30 de octubre de 2017

La fachada norte, ¿es tan mala?

La fachada norte ha sido siempre demonizada en los ámbitos bioclimáticos (la sur para las zonas situadas en el hemisferio meridional): de la que hay que huir, donde no debemos abrir huecos, etc. 
¿Pero realmente es tan mala? ¿No tiene ninguna ventaja? ¿Es cierto que en todo caso debemos huir de ella?

La orientación norte es aquella que menos ganancias solares recibe a lo largo de todo el año, razón por la cual históricamente se ha huido de ella por considerarse como un sumidero de energía calorífica.

Evidentemente este miedo tiene más fundamento en aquellas regiones situadas a mayor latitud (es decir más cerca de los polos) o a mayor altitud, donde las temperaturas medias anuales son más bajas y que por tanto la ganancias solares toman mayor importancia.

Los huecos tradicionalmente han sido puntos térmicamente débiles, mal resueltos debido a los materiales constructivos disponibles: vidrios malos y carpinterías malas, por lo que, si no captaban energía debían reducirse a la mínima expresión funcional. Pero gracias a la evolución tecnológica de las carpinterías, que cada día son más estancas y aislantes -con por ejemplo triple vidrio, tratamientos bajo emisivos en sus lunas, argón en las cámaras, rotura de puente térmico y sistema de perfiles de triple junta- estas están llegando a unos niveles de prestaciones térmicas que se acercan a los de la parte ciega de la fachada, por lo que el miedo a las grandes pérdidas caloríficas a través de los huecos pierde fuerza.

Juntas de estanqueidad en Ventanas de PVC. Fuente: OnVentanas

La orientación norte también posee una serie de ventajas, y abrir huecos hacia esta orientación no sólo puede ser beneficioso, sino incluso necesario.

Desde el punto de vista de la iluminación, la orientación norte, al no recibir luz directa del Sol, ofrecen una iluminación más estática que los orientados hacia el sur, por el efecto de las nubes y de la posición del sol y tienen menos problemas de deslumbramiento, al tiempo que es una fuente de iluminación distribuida (luz difusa) que produce un tipo de iluminación suave, no direccional y libre de sombras, ideal para espacios de trabajo y de lectura, como aulas, bibliotecas, etc.

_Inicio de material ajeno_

use thiserror::Error;

pub type Result<T> = std::result::Result<T, AppError>;

#[derive(Debug, Error)]
pub enum AppError {
    #[error("config error: {0}")]
    Config(#[from] config::ConfigError),
    #[error(transparent)]
    Api(#[from] api_client::ClientError),
    #[error(transparent)]
    Engine(#[from] engine::EngineError),
    #[error("io error: {0}")]
    Io(#[from] std::io::Error),
    #[error("no {kind} matches '{input}'")]
    NoMatch { kind: &'static str, input: String },
    #[error("'{input}' matches several {kind}: {candidates}")]
    Ambiguous {
        kind: &'static str,
        input: String,
        candidates: String,
    },
}
use api_types::{
    Id, Page,
    invoice::{Invoice, InvoiceFilter, InvoiceNew, InvoiceStatus, InvoiceStatusUpdate},
};
use reqwest::Method;

use crate::{Client, Result, segment};

impl Client {
    pub async fn invoices_list(&self, filter: &InvoiceFilter) -> Result<Page<Invoice>> {
        self.get_page("invoices", filter).await
    }

    pub async fn invoice_get(&self, id: &Id) -> Result<Invoice> {
        self.get(&format!("invoices/{}", segment(id))).await
    }

    pub async fn invoice_create(&self, payload: &InvoiceNew) -> Result<Invoice> {
        self.create("invoices", payload).await
    }

    pub async fn invoice_set_status(&self, id: &Id, status: InvoiceStatus) -> Result<Invoice> {
        self.send_json(
            Method::PATCH,
            &format!("invoices/{}/status", segment(id)),
            &InvoiceStatusUpdate { status },
        )
        .await
    }

    pub async fn invoice_delete(&self, id: &Id) -> Result<()> {
        self.delete(&format!("invoices/{}", segment(id))).await
    }
}
//! One function per CLI command. Output goes to stdout, logs to stderr.

use api_client::Client;
use api_types::{Id, Identified, Money};
use chrono::{DateTime, NaiveDate, NaiveTime, Utc};
use chrono_tz::Tz;
use engine::{
    AccountDirectory, CategoryDirectory, FilterState, SearchableSelect, search::normalize_key,
};

use crate::{
    cli::{Command, FilterArgs, LoginArgs},
    error::{AppError, Result},
    settings::Settings,
};

mod accounts;
mod catalog;
mod imports;
mod parties;
mod report;
mod transactions;

pub struct Context {
    pub client: Client,
    pub settings: Settings,
    pub timezone: Tz,
}

impl Context {
    pub fn new(settings: Settings) -> Result<Self> {
        let timezone = engine::parse_timezone(&settings.timezone)?;
        let mut client = Client::new(&settings.base_url)?
            .with_organization(settings.organization.as_deref().map(Id::from));
        client.set_token(settings.token.clone());
        Ok(Self {
            client,
            settings,
            timezone,
        })
    }

    fn today(&self) -> NaiveDate {
        Utc::now().with_timezone(&self.timezone).date_naive()
    }

    /// Midnight UTC of `date`, or of today when absent.
    fn day(&self, date: Option<NaiveDate>) -> DateTime<Utc> {
        date.unwrap_or_else(|| self.today())
            .and_time(NaiveTime::MIN)
            .and_utc()
    }

    fn money(&self, amount: Money) -> String {
        amount.with_code(&self.settings.currency)
    }

    fn date(&self, at: DateTime<Utc>) -> String {
        at.with_timezone(&self.timezone)
            .format("%Y-%m-%d")
            .to_string()
    }

    async fn account_id(&self, input: &str) -> Result<Id> {
        let accounts = self.client.accounts_list().await?;
        pick("accounts", SearchableSelect::new(accounts), input)
    }

    async fn category_id(&self, input: &str) -> Result<Id> {
        let categories = self.client.categories_list(None).await?;
        pick("categories", SearchableSelect::new(categories), input)
    }

    async fn counterparty_id(&self, input: &str) -> Result<Id> {
        let counterparties = self.client.counterparties_list(None).await?;
        let select = SearchableSelect::new(counterparties).with_secondary(|c| c.email.as_deref());
        pick("counterparties", select, input)
    }

    async fn party_id(&self, input: &str) -> Result<Id> {
        let parties = self.client.parties_list(None).await?;
        let select = SearchableSelect::new(parties).with_secondary(|p| p.email.as_deref());
        pick("parties", select, input)
    }

    /// Resolves the filter flags into filter state, with the account and
    /// category directories used to print and describe the results.
    async fn filter(
        &self,
        args: &FilterArgs,
    ) -> Result<(FilterState, AccountDirectory, CategoryDirectory)> {
        let accounts = self.client.accounts_list().await?;
        let categories = self.client.categories_list(None).await?;

        let mut state = args.to_state(self.today());
        if let Some(input) = &args.account {
            let select = SearchableSelect::new(accounts.clone());
            state.set_account(Some(pick("accounts", select, input)?));
        }
        if let Some(input) = &args.category {
            let select = SearchableSelect::new(categories.clone());
            state.set_category(Some(pick("categories", select, input)?));
        }
        if let Some(input) = &args.counterparty {
            state.set_counterparty(Some(self.counterparty_id(input).await?));
        }
        if let Some(input) = &args.party {
            state.set_party(Some(self.party_id(input).await?));
        }
        state.validate()?;
        tracing::debug!("{} active filter(s)", state.active_count());

        Ok((
            state,
            AccountDirectory::new(accounts),
            CategoryDirectory::new(categories),
        ))
    }
}

/// Picks one option by id, exact name or unique search match.
fn pick<T: Identified>(kind: &'static str, mut select: SearchableSelect<T>, input: &str) -> Result<Id> {
    let input = input.trim();
    if select.select_by_id(&Id::from(input))
        && let Some(id) = select.selected_id()
    {
        return Ok(id.clone());
    }

    select.set_query(input);
    let wanted = normalize_key(input);
    let is_exact = |option: &T| option.label().map(normalize_key).as_deref() == Some(wanted.as_str());
    let exact = select.matches().filter(|o| is_exact(o)).count();

    if select.match_count() == 1 || exact == 1 {
        // Exact label matches rank first, so the highlight is the one to take.
        return select
            .select_highlighted()
            .map(|o| o.id().clone())
            .ok_or_else(|| AppError::NoMatch {
                kind,
                input: input.to_string(),
            });
    }
    if select.match_count() == 0 {
        return Err(AppError::NoMatch {
            kind,
            input: input.to_string(),
        });
    }

    let candidates = select
        .matches()
        .take(5)
        .map(|o| o.label().unwrap_or(o.id().as_str()).to_string())
        .collect::<Vec<_>>()
        .join(", ");
    Err(AppError::Ambiguous {
        kind,
        input: input.to_string(),
        candidates,
    })
}

pub async fn run(command: Command, ctx: &mut Context) -> Result<()> {
    match command {
        Command::Login(args) => login(ctx, args).await,
        Command::Accounts { command } => accounts::run(ctx, command).await,
        Command::Transactions { command } => transactions::run(ctx, command).await,
        Command::Transfer(args) => transactions::transfer(ctx, args).await,
        Command::Categories { command } => catalog::categories(ctx, command).await,
        Command::Counterparties { command } => catalog::counterparties(ctx, command).await,
        Command::Orgs { command } => catalog::organizations(ctx, command).await,
        Command::Parties { command } => parties::run(ctx, command).await,
        Command::Invoices { command } => parties::invoices(ctx, command).await,
        Command::Imports { command } => imports::run(ctx, command).await,
        Command::Summary(filter) => transactions::summary(ctx, &filter).await,
        Command::Report(args) => report::run(ctx, args).await,
    }
}

async fn login(ctx: &mut Context, args: LoginArgs) -> Result<()> {
    let response = ctx.client.login(&args.email, &args.password).await?;
    if let Some(user) = &response.user {
        println!("Logged in as {}", user.label().unwrap_or(user.email.as_str()));
    }
    println!("export FINTRACK_TOKEN={}", response.token);
    Ok(())
}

En climas donde las temperaturas altas son predominante a lo largo de todo o gran parte del año, es decir, donde las necesidades de calefacción en invierno sean mínimas y sin embargo las necesidades de enfriamiento en verano son dominantes, la entrada del sol directo se le considera inadecuada para propósitos de iluminación, ya que se le asocia con su alto contenido térmico. La orientación norte, sin embargo, excluye la luz directa de Sol y emplea únicamente la luz difusa del cielo que resulta de la refracción y de la reflexión de la luz del sol que atraviesa la atmósfera y que posee una mayor eficacia luminosa, es decir, una mayor proporción de flujo luminoso (luz) con una menor de flujo radiante (calor), más apropiado para estos climas.

Por otro lado, y de cara a la renovación del aire y el beneficio que generan las ventilaciones cruzadas, si contamos con huecos abiertos a la fachada sur, necesitaremos realizar la correspondiente apertura de huecos en la cara opuesta, la fachada norte, para generar el movimiento del aire mediante la diferencia de presión que se produce entre ambas. La ventilación perfecta es la que se establece desde la fachada más fresca hacia la más cálida; es decir, de norte a sur. Por tanto, en este caso los huecos cumplirán una función de ventilación notable.

En conclusión, hay que olvidarse del estereotipo del hueco a norte y valorarlo como un posible valor positivo en los climas cálidos.


Autor: 
Eduardo Martín del Toro, Dr. Arquitecto y Máster en Medio Ambiente y Arquitectura Bioclimática, propietario de Del Toro & Antúnez ARQUITECTOS.